At the New York Times, "Scientists Unlock Mystery in Evolution of Pitchers":
No one knows whether Homo erectus, the early ancestor of both the Yankees and the Red Sox, threw the split-finger fastball.More at that top link.
But he could have, according to a group of scientists who offer new evidence that the classic overhand throw used by baseball players at all positions, and by snowball, rock and tomato hurlers of all ages, is an evolutionary adaptation dependent on several changes in anatomy. They first appeared, the researchers say, around 1.8 million years ago, when humans were most likely beginning to hunt big game and needed to throw sharp objects hard and fast.
No other primate throws with anything comparable to human force. Chimpanzees, who are much, much stronger, pound for pound, than human beings, can throw, as any zoo visitor knows. But the best an adult male can do is about 20 miles per hour. A 12-year-old human pitcher can easily throw three times that fast.
Clearly, the reason is not muscle strength, according to Neil Roach of George Washington University, first author of a report in the journal Nature released on Wednesday. Dr. Roach, who conducted the research as a graduate student at Harvard, and his colleagues there used motion-capture video to analyze the throwing motion of 20 college athletes, who hurled baseballs at a target about 100 feet away, with and without a brace that restricted shoulder motion.
They analyzed the structure of the shoulder and upper arm, the motion and the forces involved, and concluded, first, that muscles alone cannot account for how hard and fast humans throw. The shoulder and arm and the rest of the body involved in the throwing motion must be storing elastic energy, like the long tendon of a kangaroo when it hops, or the human Achilles’ tendon in running and jumping, they said.

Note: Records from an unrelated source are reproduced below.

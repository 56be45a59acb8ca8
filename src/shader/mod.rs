//! Shader templating and interface discovery.
//!
//! - [`ShaderComposer`] expands `#include` directives and injects `#define`s
//!   (stage macro plus user macros) before a stage is handed to the driver.
//! - [`preprocess`] evaluates conditional directives so only compiled text
//!   is scanned.
//! - [`ShaderInterface`] scans composed GLSL for `uniform <type> <name>;`
//!   declarations, in source order.
//!
//! # Example
//!
//! ```ignore
//! let mut composer = ShaderComposer::new();
//! composer.register_include("common/camera.glsl", "uniform mat4 view_projection;");
//!
//! let vertex = composer.compose(source, ShaderStage::Vertex, &[("USE_SKINNING", ShaderDef::Bool(true))])?;
//! let fragment = composer.compose(source, ShaderStage::Fragment, &[])?;
//! let interface = ShaderInterface::parse_stages(&[&vertex, &fragment]);
//! ```

mod interface;
mod preprocess;

use std::collections::{BTreeMap, HashMap, HashSet};
use std::fmt;

use crate::error::MaterialError;

pub use interface::{ShaderInterface, UniformDeclaration};
pub use preprocess::preprocess;

/// Shader stage in the graphics pipeline.
#[derive(Debug, Clone, Copy, PartialEq, Eq, Hash)]
pub enum ShaderStage {
    /// Vertex shader.
    Vertex,
    /// Fragment shader.
    Fragment,
}

impl ShaderStage {
    /// Macro defined while composing this stage.
    pub fn define_name(&self) -> &'static str {
        match self {
            ShaderStage::Vertex => "VERTEX",
            ShaderStage::Fragment => "FRAGMENT",
        }
    }
}

impl fmt::Display for ShaderStage {
    fn fmt(&self, f: &mut fmt::Formatter<'_>) -> fmt::Result {
        match self {
            ShaderStage::Vertex => write!(f, "vertex"),
            ShaderStage::Fragment => write!(f, "fragment"),
        }
    }
}

/// Shader definition value for compile-time conditionals.
#[derive(Debug, Clone, PartialEq, Eq, Hash, PartialOrd, Ord)]
pub enum ShaderDef {
    /// Boolean definition (`#ifdef`, `#ifndef`).
    Bool(bool),
    /// Integer definition (`#if VAR == 5`).
    Int(i32),
    /// Unsigned integer definition.
    UInt(u32),
    /// Raw replacement text.
    Text(String),
}

impl ShaderDef {
    /// The `#define` body, or `None` when the macro must stay undefined.
    fn value(&self) -> Option<String> {
        match self {
            ShaderDef::Bool(true) => Some(String::new()),
            ShaderDef::Bool(false) => None,
            ShaderDef::Int(v) => Some(v.to_string()),
            ShaderDef::UInt(v) => Some(v.to_string()),
            ShaderDef::Text(v) => Some(v.clone()),
        }
    }
}

impl From<bool> for ShaderDef {
    fn from(v: bool) -> Self {
        ShaderDef::Bool(v)
    }
}

impl From<i32> for ShaderDef {
    fn from(v: i32) -> Self {
        ShaderDef::Int(v)
    }
}

impl From<u32> for ShaderDef {
    fn from(v: u32) -> Self {
        ShaderDef::UInt(v)
    }
}

impl From<&str> for ShaderDef {
    fn from(v: &str) -> Self {
        ShaderDef::Text(v.to_string())
    }
}

/// Shader composer for resolving includes and injecting defines.
///
/// # Include Syntax
///
/// ```glsl
/// #include "common/camera.glsl"
/// #include <common/lighting.glsl>
/// ```
///
/// # Multi-Stage Shaders
///
/// A single GLSL file can contain both stages using `#ifdef VERTEX` /
/// `#ifdef FRAGMENT` blocks. The composer defines the stage macro.
#[derive(Debug, Default)]
pub struct ShaderComposer {
    /// Registered include sources: path -> source text.
    includes: HashMap<String, String>,
    /// `#version` written when a source has none.
    default_version: Option<String>,
}

impl ShaderComposer {
    /// Create a new empty shader composer.
    pub fn new() -> Self {
        Self::default()
    }

    /// Set the `#version` used for sources without one (e.g. `"330 core"`).
    pub fn with_default_version(mut self, version: impl Into<String>) -> Self {
        self.default_version = Some(version.into());
        self
    }

    /// Register a single include source.
    ///
    /// The path is what appears in `#include "path"` directives.
    pub fn register_include(&mut self, path: &str, source: &str) {
        self.includes.insert(path.to_string(), source.to_string());
    }

    /// Whether an include path is registered.
    pub fn has_include(&self, path: &str) -> bool {
        self.includes.contains_key(path)
    }

    /// Compose one stage of a GLSL shader.
    ///
    /// The `#version` line stays first, followed by the stage define, the
    /// user defines sorted by name, and then the include-resolved body.
    /// Each name is defined once; the last entry for a name wins.
    pub fn compose(
        &self,
        source: &str,
        stage: ShaderStage,
        shader_defs: &[(&str, ShaderDef)],
    ) -> Result<String, MaterialError> {
        let mut included = HashSet::new();
        let resolved = self.resolve_includes(source, &mut included)?;

        let (version, body) = split_version(&resolved);
        let mut result = String::with_capacity(resolved.len() + 64);
        match (version, &self.default_version) {
            (Some(line), _) => {
                result.push_str(line);
                result.push('\n');
            }
            (None, Some(default)) => {
                result.push_str("#version ");
                result.push_str(default);
                result.push('\n');
            }
            (None, None) => {}
        }

        result.push_str("#define ");
        result.push_str(stage.define_name());
        result.push('\n');

        // A later definition of a name replaces an earlier one.
        let mut defines: BTreeMap<&str, &ShaderDef> = BTreeMap::new();
        for (name, def) in shader_defs {
            defines.insert(*name, def);
        }

        for (name, def) in defines {
            if let Some(value) = def.value() {
                result.push_str("#define ");
                result.push_str(name);
                if !value.is_empty() {
                    result.push(' ');
                    result.push_str(&value);
                }
                result.push('\n');
            }
        }

        result.push_str(body);
        Ok(result)
    }

    /// Resolve `#include "path"` directives recursively.
    fn resolve_includes(
        &self,
        source: &str,
        included: &mut HashSet<String>,
    ) -> Result<String, MaterialError> {
        let mut result = String::with_capacity(source.len());

        for line in source.lines() {
            let trimmed = line.trim();
            if let Some(path) = parse_include_directive(trimmed) {
                // Skip if already included (prevent double-inclusion)
                if included.contains(path) {
                    continue;
                }
                included.insert(path.to_string());

                let include_source = self
                    .includes
                    .get(path)
                    .ok_or_else(|| MaterialError::MissingInclude(path.to_string()))?;

                let resolved = self.resolve_includes(include_source, included)?;
                result.push_str(&resolved);
            } else {
                result.push_str(line);
                result.push('\n');
            }
        }

        Ok(result)
    }
}

/// Split off a leading `#version` line, skipping blank lines before it.
fn split_version(source: &str) -> (Option<&str>, &str) {
    let trimmed = source.trim_start();
    if trimmed.starts_with("#version") {
        match trimmed.find('\n') {
            Some(end) => (Some(trimmed[..end].trim_end()), &trimmed[end + 1..]),
            None => (Some(trimmed.trim_end()), ""),
        }
    } else {
        (None, source)
    }
}

/// Parse a `#include "path"` directive, returning the path if found.
fn parse_include_directive(line: &str) -> Option<&str> {
    let rest = line.strip_prefix("#include")?;
    let rest = rest.trim();
    // Support both #include "path" and #include <path>
    if let Some(inner) = rest.strip_prefix('"') {
        inner.strip_suffix('"')
    } else if let Some(inner) = rest.strip_prefix('<') {
        inner.strip_suffix('>')
    } else {
        None
    }
}

/// Remove `//` and `/* */` comments, keeping newlines so line numbers hold.
pub(crate) fn strip_comments(source: &str) -> String {
    let mut result = String::with_capacity(source.len());
    let mut chars = source.chars().peekable();

    while let Some(c) = chars.next() {
        if c == '/' {
            match chars.peek() {
                Some('/') => {
                    for next in chars.by_ref() {
                        if next == '\n' {
                            result.push('\n');
                            break;
                        }
                    }
                    continue;
                }
                Some('*') => {
                    chars.next();
                    let mut previous = '\0';
                    for next in chars.by_ref() {
                        if next == '\n' {
                            result.push('\n');
                        }
                        if previous == '*' && next == '/' {
                            break;
                        }
                        previous = next;
                    }
                    result.push(' ');
                    continue;
                }
                _ => {}
            }
        }
        result.push(c);
    }

    result
}

pub(crate) fn is_identifier_char(c: char) -> bool {
    c.is_ascii_alphanumeric() || c == '_'
}

/// Whether `word` occurs in `text` as a whole identifier.
pub(crate) fn contains_word(text: &str, word: &str) -> bool {
    if word.is_empty() {
        return false;
    }
    text.match_indices(word).any(|(start, _)| {
        let before = text[..start].chars().next_back();
        let after = text[start + word.len()..].chars().next();
        !before.is_some_and(is_identifier_char) && !after.is_some_and(is_identifier_char)
    })
}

“You’re storing energy in your shoulder,” Dr. Roach said, speaking from Africa, where he was heading to Lake Turkana to look at fossil footprints of human ancestors about a million and a half years old. The storage occurs in the cocking motion, when a thrower brings hand and ball back, preparing to throw. “It works just like a slingshot would. You’re actually stretching the ligaments.”
Several developments in anatomy allowed humans to throw this way, he said, including a waist that allows twisting and a relatively open shoulder, compared with those of other primates like chimpanzees.
Looking at the fossil record, Dr. Roach and colleagues put the moment at which these changes came together in one body at about 1.8 million years ago, when Homo erectus first appeared. “It’s possible that Homo erectus could throw as fast as we do,” Dr. Roach said.